何よりこの果実を何処に売り込むというのか。
「なので吾輩としては、実験説が濃厚だと考えている」
『実験ですか…』
「何者かはキヴォトスを1つのフラスコとし、其処で行われている争いにて、生まれる何かを求めているのかも知れない」
『何かとは?』
「流石にそこまでは分からぬ。情報が足りぬからな」
ヴィクトルの言う事も最もだ。あくまでこれは仮説。そもそも何者かは居ないかも知れないのだから。
なのでこれ以上の解説は終わりだ。
『まあ、そもそもヘイローとハーモナイザー機能が一緒とは限らないしな』
『せやね〜スレ民達の皆に不安抱えさせんよう、だから3人で来よったしな』
『所詮は妄想に近いですからね』
そもそもキヴォトスに、MAGが有るのかも分からないのだ。今まで話した仮説は唯の妄想に近い。

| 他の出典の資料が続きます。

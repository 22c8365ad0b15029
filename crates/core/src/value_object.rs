//! Value object trait: equality by value, not identity.

/// Marker trait for value objects.
///
/// Value objects are immutable and compared by their attribute values
/// (`Price`, `HexColor`, ...). To "modify" one, build a new one. Construction
/// is where validation happens, so a value object in hand is always valid.
pub trait ValueObject: Clone + PartialEq + core::fmt::Debug {}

しかし、ヴィクトルはこの仮説が気分転換になったのか上機嫌だ。
『先生には話すん?』
『ヘイローに似てる技術が有る位は、話しても良いだろう』
『そこら辺が妥当ですね』
妄想に近い話を言っても困惑させるだけだろう。なのでハーモナイザー機能だけを話す事にした。
『じゃあおおきにな!ヴィクトルはん!』
『有難う御座いました』
『また、機会があれば…』
「ああ、貴殿等のもたらす情報は興味深い。何時でも歓迎しよう」
そして、ヴィクトルとの通話を切った3人。ブルアカ世界はまだまだ謎に包まれているが、それは先生に任せよう。
そう思った3人であった。
ヘイローとハーモナイザー
非常に酷似しているが詳細は不明
博識ニキ
ハーモナイザーとなんか似てね?とまとめニキと似非関西弁ニキと協力してヴィクトルに調査を依頼した。
ヴィクトル
スレ民達からの情報で研究が捗る。なので最近は常に上機嫌。
生徒達
本当は睡眠は必要ないのではと考えた。あれはあくまでMAGを使う状態を軽減する為の行動だと。力に個人差があるのはMAGの生成率が人に寄り異なるから。親が居ないのは全員作られたからと解釈した。
実験説の補足
この説の時の卒業は何処かにエネルギーを溜める為の行為と解釈している。もしくはヘイローの稼働限界がこの年までとも。
先生
卒業について聞いたがお茶を濁した。余り話したくはない内容のようだ。ちなみに研究資料の為、キヴォトスの写真や動画を撮ってもらった。
何者か
居るかも知れないし、居ないかも知れない。